Macrophage heterogeneity and spatial localization in granulomas characterize early responses in Mycobacterium tuberculosis infected nonhuman primates.

Tuberculosis (TB), caused by Mycobacterium tuberculosis (Mtb), is defined by granulomas—immune aggregates that either contain or support bacterial replication. Macrophages, fundamental components of these lesions, are crucial to TB pathogenesis, yet their phenotypic and functional diversity remains incompletely understood.
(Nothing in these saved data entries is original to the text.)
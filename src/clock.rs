//! Time source used by the limiter and the queue loop.

use std::time::Duration;

use async_trait::async_trait;
use chrono::{DateTime, Utc};
use parking_lot::Mutex;

/// Source of wall-clock time and of suspension.
#[async_trait]
pub trait Clock: Send + Sync {
    /// Current wall-clock time.
    fn now(&self) -> DateTime<Utc>;

    /// Suspend the calling task for `duration`.
    async fn sleep(&self, duration: Duration);
}

/// The real clock, backed by the system time and tokio timers.
#[derive(Debug, Default, Clone, Copy)]
pub struct SystemClock;

#[async_trait]
impl Clock for SystemClock {
    fn now(&self) -> DateTime<Utc> {
        Utc::now()
    }

    async fn sleep(&self, duration: Duration) {
        tokio::time::sleep(duration).await;
    }
}

/// A virtual clock whose `sleep` advances time instantly.
///
/// Every requested sleep is recorded so callers can assert on how long
/// the limiter asked to wait.
#[derive(Debug)]
pub struct ManualClock {
    now: Mutex<DateTime<Utc>>,
    sleeps: Mutex<Vec<Duration>>,
}

impl ManualClock {
    pub fn new(start: DateTime<Utc>) -> Self {
        Self {
            now: Mutex::new(start),
            sleeps: Mutex::new(Vec::new()),
        }
    }

    /// Move time forward without recording a sleep.
    pub fn advance(&self, by: Duration) {
        if let Ok(by) = chrono::Duration::from_std(by) {
            *self.now.lock() += by;
        }
    }

    pub fn set(&self, to: DateTime<Utc>) {
        *self.now.lock() = to;
    }

    /// All sleeps requested so far, in order.
    pub fn sleeps(&self) -> Vec<Duration> {
        self.sleeps.lock().clone()
    }

    pub fn total_slept(&self) -> Duration {
        self.sleeps.lock().iter().sum()
    }
}

#[async_trait]
impl Clock for ManualClock {
    fn now(&self) -> DateTime<Utc> {
        *self.now.lock()
    }

    async fn sleep(&self, duration: Duration) {
        self.sleeps.lock().push(duration);
        self.advance(duration);
        tokio::task::yield_now().await;
    }
}
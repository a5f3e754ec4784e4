//! Campaign, message and recipient records.

use std::collections::HashMap;
use std::fmt;

use chrono::{DateTime, Utc};
use serde::{Deserialize, Serialize};
use uuid::Uuid;

/// Unique identifier for campaigns
pub type CampaignId = Uuid;

/// Unique identifier for messages
pub type MessageId = Uuid;

/// Unique identifier for recipients
pub type RecipientId = Uuid;

/// Lifecycle of a campaign.
#[derive(Debug, Clone, Copy, PartialEq, Eq, Hash, Serialize, Deserialize)]
#[serde(rename_all = "lowercase")]
pub enum CampaignStatus {
    Draft,
    Active,
    Paused,
    Completed,
    Failed,
}

impl CampaignStatus {
    /// Whether the state machine permits moving from `self` to `next`.
    pub fn can_transition_to(self, next: CampaignStatus) -> bool {
        use CampaignStatus::*;
        matches!(
            (self, next),
            (Draft, Active)
                | (Active, Paused)
                | (Paused, Active)
                | (Active, Completed)
                | (Paused, Completed)
                | (Active, Failed)
        )
    }

    pub fn is_terminal(self) -> bool {
        matches!(self, CampaignStatus::Completed | CampaignStatus::Failed)
    }

    pub fn as_str(self) -> &'static str {
        match self {
            CampaignStatus::Draft => "draft",
            CampaignStatus::Active => "active",
            CampaignStatus::Paused => "paused",
            CampaignStatus::Completed => "completed",
            CampaignStatus::Failed => "failed",
        }
    }
}

impl fmt::Display for CampaignStatus {
    fn fmt(&self, f: &mut fmt::Formatter<'_>) -> fmt::Result {
        f.write_str(self.as_str())
    }
}

/// A batch broadcast job: one template, many recipients.
#[derive(Debug, Clone, PartialEq, Serialize, Deserialize)]
pub struct Campaign {
    pub id: CampaignId,
    pub name: String,
    pub template: String,
    pub status: CampaignStatus,
    pub total: u64,
    pub sent: u64,
    pub failed: u64,
    pub pending: u64,
    pub created_at: DateTime<Utc>,
    pub updated_at: DateTime<Utc>,
    pub started_at: Option<DateTime<Utc>>,
    pub completed_at: Option<DateTime<Utc>>,
}

impl Campaign {
    pub fn new(name: impl Into<String>, template: impl Into<String>, now: DateTime<Utc>) -> Self {
        Self {
            id: Uuid::new_v4(),
            name: name.into(),
            template: template.into(),
            status: CampaignStatus::Draft,
            total: 0,
            sent: 0,
            failed: 0,
            pending: 0,
            created_at: now,
            updated_at: now,
            started_at: None,
            completed_at: None,
        }
    }

    /// `sent + failed + pending == total`
    pub fn counters_balanced(&self) -> bool {
        self.sent + self.failed + self.pending == self.total
    }

    /// Share of processed messages, rounded to a whole percent.
    pub fn percent_complete(&self) -> u8 {
        if self.total == 0 {
            return 0;
        }
        let done = (self.sent + self.failed) as f64 / self.total as f64;
        (done * 100.0).round().min(100.0) as u8
    }
}

/// Per-recipient unit of work.
#[derive(Debug, Clone, Copy, PartialEq, Eq, Hash, Serialize, Deserialize)]
#[serde(rename_all = "lowercase")]
pub enum MessageStatus {
    Pending,
    Queued,
    Sending,
    Sent,
    Failed,
    Skipped,
}

impl MessageStatus {
    /// Terminal messages are never revisited by the processor.
    pub fn is_terminal(self) -> bool {
        matches!(
            self,
            MessageStatus::Sent | MessageStatus::Failed | MessageStatus::Skipped
        )
    }

    pub fn can_transition_to(self, next: MessageStatus) -> bool {
        use MessageStatus::*;
        matches!(
            (self, next),
            (Pending, Queued)
                | (Queued, Sending)
                | (Queued, Pending)
                | (Sending, Sent)
                | (Sending, Pending)
                | (Sending, Failed)
                | (Queued, Failed)
        )
    }
}

impl fmt::Display for MessageStatus {
    fn fmt(&self, f: &mut fmt::Formatter<'_>) -> fmt::Result {
        let s = match self {
            MessageStatus::Pending => "pending",
            MessageStatus::Queued => "queued",
            MessageStatus::Sending => "sending",
            MessageStatus::Sent => "sent",
            MessageStatus::Failed => "failed",
            MessageStatus::Skipped => "skipped",
        };
        f.write_str(s)
    }
}

#[derive(Debug, Clone, PartialEq, Serialize, Deserialize)]
pub struct Message {
    pub id: MessageId,
    pub campaign_id: CampaignId,
    pub recipient_id: RecipientId,
    /// Target address, denormalized from the recipient
    pub address: String,
    /// Rendered content
    pub content: String,
    pub status: MessageStatus,
    /// Enqueue order within the campaign
    pub priority: u64,
    pub retry_attempt: u32,
    pub error: Option<String>,
    pub provider_id: Option<String>,
    pub sent_at: Option<DateTime<Utc>>,
    pub failed_at: Option<DateTime<Utc>>,
}

impl Message {
    pub fn new(
        campaign_id: CampaignId,
        recipient: &Recipient,
        content: String,
        priority: u64,
    ) -> Self {
        Self {
            id: Uuid::new_v4(),
            campaign_id,
            recipient_id: recipient.id,
            address: recipient.address.clone(),
            content,
            status: MessageStatus::Pending,
            priority,
            retry_attempt: 0,
            error: None,
            provider_id: None,
            sent_at: None,
            failed_at: None,
        }
    }
}

/// Someone a campaign can be delivered to.
#[derive(Debug, Clone, PartialEq, Serialize, Deserialize)]
pub struct Recipient {
    pub id: RecipientId,
    pub address: String,
    #[serde(default)]
    pub first_name: Option<String>,
    #[serde(default)]
    pub last_name: Option<String>,
    #[serde(default)]
    pub custom_fields: HashMap<String, String>,
    #[serde(default)]
    pub blocked: bool,
    #[serde(default)]
    pub last_contacted_at: Option<DateTime<Utc>>,
}

impl Recipient {
    pub fn new(address: impl Into<String>) -> Self {
        Self {
            id: Uuid::new_v4(),
            address: address.into(),
            first_name: None,
            last_name: None,
            custom_fields: HashMap::new(),
            blocked: false,
            last_contacted_at: None,
        }
    }

    pub fn with_name(mut self, first: impl Into<String>, last: impl Into<String>) -> Self {
        self.first_name = Some(first.into());
        self.last_name = Some(last.into());
        self
    }

    pub fn full_name(&self) -> String {
        match (&self.first_name, &self.last_name) {
            (Some(first), Some(last)) => format!("{} {}", first, last),
            (Some(first), None) => first.clone(),
            (None, Some(last)) => last.clone(),
            (None, None) => String::new(),
        }
    }
}

#[derive(Debug, Clone, Copy, PartialEq, Eq, Serialize, Deserialize)]
#[serde(rename_all = "snake_case")]
pub enum EventKind {
    MessageSent,
    MessageFailed,
    CampaignCompleted,
    CampaignFailed,
}

/// Analytics record emitted by the queue loop.
#[derive(Debug, Clone, PartialEq, Serialize, Deserialize)]
pub struct AnalyticsEvent {
    pub campaign_id: CampaignId,
    pub kind: EventKind,
    pub at: DateTime<Utc>,
    pub message_id: Option<MessageId>,
    pub address: Option<String>,
    pub error: Option<String>,
    pub retry_attempt: Option<u32>,
}

impl AnalyticsEvent {
    pub fn campaign(campaign_id: CampaignId, kind: EventKind, at: DateTime<Utc>) -> Self {
        Self {
            campaign_id,
            kind,
            at,
            message_id: None,
            address: None,
            error: None,
            retry_attempt: None,
        }
    }

    pub fn message(message: &Message, kind: EventKind, at: DateTime<Utc>) -> Self {
        Self {
            campaign_id: message.campaign_id,
            kind,
            at,
            message_id: Some(message.id),
            address: Some(message.address.clone()),
            error: message.error.clone(),
            retry_attempt: Some(message.retry_attempt),
        }
    }
}

#[cfg(test)]
mod tests {
    use super::*;

    #[test]
    fn test_campaign_transitions() {
        use CampaignStatus::*;
        assert!(Draft.can_transition_to(Active));
        assert!(Active.can_transition_to(Paused));
        assert!(Paused.can_transition_to(Active));
        assert!(Paused.can_transition_to(Completed));
        assert!(Active.can_transition_to(Failed));

        assert!(!Draft.can_transition_to(Paused));
        assert!(!Paused.can_transition_to(Paused));
        assert!(!Completed.can_transition_to(Active));
        assert!(!Failed.can_transition_to(Active));
    }

    #[test]
    fn test_terminal_messages_never_move() {
        for terminal in [MessageStatus::Sent, MessageStatus::Failed, MessageStatus::Skipped] {
            assert!(terminal.is_terminal());
            for next in [
                MessageStatus::Pending,
                MessageStatus::Queued,
                MessageStatus::Sending,
                MessageStatus::Sent,
                MessageStatus::Failed,
            ] {
                assert!(!terminal.can_transition_to(next));
            }
        }
    }

    #[test]
    fn test_percent_complete() {
        let mut campaign = Campaign::new("c", "hi", Utc::now());
        assert_eq!(campaign.percent_complete(), 0);

        campaign.total = 3;
        campaign.sent = 1;
        campaign.failed = 1;
        campaign.pending = 1;
        assert!(campaign.counters_balanced());
        assert_eq!(campaign.percent_complete(), 67);
    }

    #[test]
    fn test_status_serializes_lowercase() {
        let json = serde_json::to_string(&CampaignStatus::Paused).unwrap();
        assert_eq!(json, "\"paused\"");
        let json = serde_json::to_string(&EventKind::MessageSent).unwrap();
        assert_eq!(json, "\"message_sent\"");
    }
}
Here, we used single-cell RNA sequencing and immunofluorescence to profile macrophages in lung tissue and granulomas from a nonhuman primate model of early TB. We identified transcriptionally distinct subsets, including embryonic-origin tissue-resident alveolar macrophages and monocyte-derived alveolar and interstitial macrophages, each with distinct spatial localization in granulomas. Tissue-resident alveolar macrophages and a subset undergoing epithelial-to-mesenchymal transition accounted for the highest frequency of Mtb-infected cells. Infected cells exhibited differential expression of immune- and migration-associated genes compared to uninfected counterparts, suggesting Mtb either induces or exploits these pathways as a survival strategy. These findings highlight macrophage heterogeneity as a major driver of differential susceptibility to Mtb and provide insights relevant to future immunomodulatory strategies. Overall design: CITE-seq analysis of macrophages from granulomatous and non-granulomatous NHPs lungs infected with mCherry-positive Mtb. Cynomolgues macaques have been infected with mCherry-positve Mtb Erdman. 5 weeks post-infection animals have been necropsied and lung tissue sections from granuloma and non-granuloma regions cryopreserved with CellBanker2. Samples have then been thawed at 37C, processed with the GentleMacs tissue dissociator, stained with TotalSeq antibodies at 4C, sorted to enrich for macrophages and processed for CITE-seq. We used the standard 10X and commercially available Biolegend protocols to generate sequencing libraries.